Spokojnie dojeżdżasz do skrzyżowania, na którym świeci się światło czerwone, a może zjeżdżasz z delikatnej górki? W takiej sytuacji wcale nie musisz piłować hamulców. Bo tak naprawdę wystarczy, że puścisz pedał gazu i zaczniesz hamować silnikiem. Efekt działa dość prosto. Po puszczeniu gazu do komory spalania dostarczana jest mniejsza ilość powietrza. To wywołuje wyraźnie wyczuwalny efekt spowalniania auta. Wraz z obniżaniem się obrotów należy zmieniać bieg na coraz niższy. Dopiero przy dwójce i niskich obrotach samochód można dohamować i zatrzymać w miejscu.
Hamowanie silnikiem ma szereg zalet. Pierwszą i podstawową jest oczywiście oszczędność paliwa. Umiejętny dobór biegów w celu spowolnienia samochodu to jedna z ważniejszych zasad eco-drivingu. A efekt działania tego mechanizmu jest o tyle pożądany, że w czasie takiego hamowania motor nie spala praktycznie wcale benzyny lub oleju napędowego. To raz. Dwa hamowanie silnikiem to też ważny element utrzymywania płynności jazdy – pozwala na wolne toczenie się w oczekiwaniu na sygnał zielony, a nie dojeżdżanie do świateł i wyhamowywanie do zera.
Kluczem do sukcesu jest to, że umiejętnie wykonane hamowanie silnikiem nie przynosi żadnych negatywnych skutków dla trwałości jednostki napędowej, skrzyni biegów czy układu przeniesienia napędu. Kierowca nie musi się obawiać kosztownych usterek. A dodatkowo zmniejsza zużycie elementów ciernych układu hamulcowego.

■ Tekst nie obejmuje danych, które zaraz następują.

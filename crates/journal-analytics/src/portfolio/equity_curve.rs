//! 자산 곡선(Equity Curve) 모듈
//!
//! 거래별 누적 손익을 시간순으로 추적하고 고점 대비 낙폭을 계산합니다.
//!
//! 누적 잔고와 고점은 모두 0에서 시작합니다. 고점이 0 이하인 동안에는
//! (아직 한 번도 플러스 구간에 오르지 못한 상태) 낙폭을 0으로 봅니다.
//!
//! 누적 잔고는 `Decimal` 범위에서 포화되며, 표현할 수 없는 낙폭은 `None`
//! (정의되지 않음)으로 기록합니다. 어떤 입력에서도 패닉하지 않습니다.

use chrono::{DateTime, Utc};
use journal_core::DecimalExt;
use rust_decimal::Decimal;
use rust_decimal_macros::dec;
use serde::{Deserialize, Serialize};

/// 고점 대비 낙폭 (%).
///
/// `peak <= 0`이면 0, 결과가 `Decimal` 범위를 넘으면 `None`입니다.
pub fn drawdown_pct(peak: Decimal, balance: Decimal) -> Option<Decimal> {
    if peak <= Decimal::ZERO {
        return Some(Decimal::ZERO);
    }
    peak.checked_sub(balance)?
        .checked_div(peak)?
        .checked_mul(dec!(100))
}

/// 누적 잔고/고점/최대 낙폭 상태.
#[derive(Debug, Clone, Default, PartialEq, Eq)]
pub struct DrawdownTracker {
    running_balance: Decimal,
    peak: Decimal,
    max_drawdown_pct: Decimal,
    max_drawdown_at: Option<DateTime<Utc>>,
    /// 표현할 수 없는 낙폭이 한 번이라도 나왔는지
    drawdown_undefined: bool,
    /// 누적 잔고가 포화되었는지
    saturated: bool,
}

impl DrawdownTracker {
    pub fn new() -> Self {
        Self::default()
    }

    /// 거래 손익을 반영하고 현재 낙폭(%)을 반환합니다.
    pub fn record(&mut self, occurred_at: DateTime<Utc>, pnl: Decimal) -> Option<Decimal> {
        if !self.running_balance.accumulate(pnl) {
            self.saturated = true;
        }

        // 고점 갱신
        if self.running_balance > self.peak {
            self.peak = self.running_balance;
        }

        let drawdown = drawdown_pct(self.peak, self.running_balance);

        // 최대 낙폭 갱신
        match drawdown {
            Some(dd) if dd > self.max_drawdown_pct => {
                self.max_drawdown_pct = dd;
                self.max_drawdown_at = Some(occurred_at);
            }
            Some(_) => {}
            None => {
                if !self.drawdown_undefined {
                    self.max_drawdown_at = Some(occurred_at);
                }
                self.drawdown_undefined = true;
            }
        }

        drawdown
    }

    pub fn running_balance(&self) -> Decimal {
        self.running_balance
    }

    pub fn peak(&self) -> Decimal {
        self.peak
    }

    /// 지금까지 관측된 최대 낙폭 (%).
    ///
    /// 표현할 수 없는 낙폭이 있었다면 `None`입니다.
    pub fn max_drawdown(&self) -> Option<Decimal> {
        (!self.drawdown_undefined).then_some(self.max_drawdown_pct)
    }

    /// 최대 낙폭이 발생한 거래 시각.
    pub fn max_drawdown_at(&self) -> Option<DateTime<Utc>> {
        self.max_drawdown_at
    }

    pub fn is_saturated(&self) -> bool {
        self.saturated
    }
}

/// 자산 곡선 데이터 포인트 (거래 1건당 1개).
#[derive(Debug, Clone, PartialEq, Eq, Serialize, Deserialize)]
#[serde(rename_all = "camelCase")]
pub struct EquityPoint {
    /// 거래 발생 시각
    pub occurred_at: DateTime<Utc>,
    /// 이 거래까지의 누적 손익 (기준 통화)
    pub balance_quote: Decimal,
    /// 이 거래까지의 누적 손익 (보조 통화)
    pub balance_secondary: Decimal,
    /// 이 시점의 고점 대비 낙폭 (%). 표현할 수 없으면 `None`
    pub drawdown_percent: Option<Decimal>,
}

/// 거래 누적 손익 곡선.
#[derive(Debug, Clone, Default)]
pub struct EquityCurve {
    points: Vec<EquityPoint>,
    tracker: DrawdownTracker,
    balance_secondary: Decimal,
    secondary_saturated: bool,
}

impl EquityCurve {
    pub fn new() -> Self {
        Self::default()
    }

    /// 거래 1건을 곡선에 추가합니다. 시간순으로 호출해야 합니다.
    pub fn add_trade(&mut self, occurred_at: DateTime<Utc>, pnl_quote: Decimal, pnl_secondary: Decimal) {
        let drawdown_percent = self.tracker.record(occurred_at, pnl_quote);
        if !self.balance_secondary.accumulate(pnl_secondary) {
            self.secondary_saturated = true;
        }

        self.points.push(EquityPoint {
            occurred_at,
            balance_quote: self.tracker.running_balance(),
            balance_secondary: self.balance_secondary,
            drawdown_percent,
        });
    }

    pub fn points(&self) -> &[EquityPoint] {
        &self.points
    }

    pub fn into_points(self) -> Vec<EquityPoint> {
        self.points
    }

    /// 현재 누적 손익 (기준 통화).
    pub fn current_balance(&self) -> Decimal {
        self.tracker.running_balance()
    }

    /// 현재 고점.
    pub fn peak(&self) -> Decimal {
        self.tracker.peak()
    }

    /// 최대 낙폭 (%).
    pub fn max_drawdown(&self) -> Option<Decimal> {
        self.tracker.max_drawdown()
    }

    pub fn max_drawdown_at(&self) -> Option<DateTime<Utc>> {
        self.tracker.max_drawdown_at()
    }

    /// 누적 잔고(기준/보조 통화) 중 하나라도 포화되었는지.
    pub fn is_saturated(&self) -> bool {
        self.tracker.is_saturated() || self.secondary_saturated
    }

    pub fn len(&self) -> usize {
        self.points.len()
    }

    pub fn is_empty(&self) -> bool {
        self.points.is_empty()
    }
}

Umiejętność hamowania silnikiem nie jest przesadnie skomplikowana. Kierowca najpierw musi po prostu zwolnić pedał gazu, a następnie obserwować jak spada prędkość. Gdy prędkość obrotowa spadnie do powiedzmy 3 tys. obr./min. w benzyniaku i 2 tys. obr./min. w dieslu, konieczna jest redukcja biegu. Pomijając zmianę przełożeń, wciśnięcie sprzęgła (oraz wtedy również i pedału hamulca) jest konieczne również w ostatniej fazie – gdy prędkość pojazdu jest niewielka i ma on zostać zatrzymany całkowicie.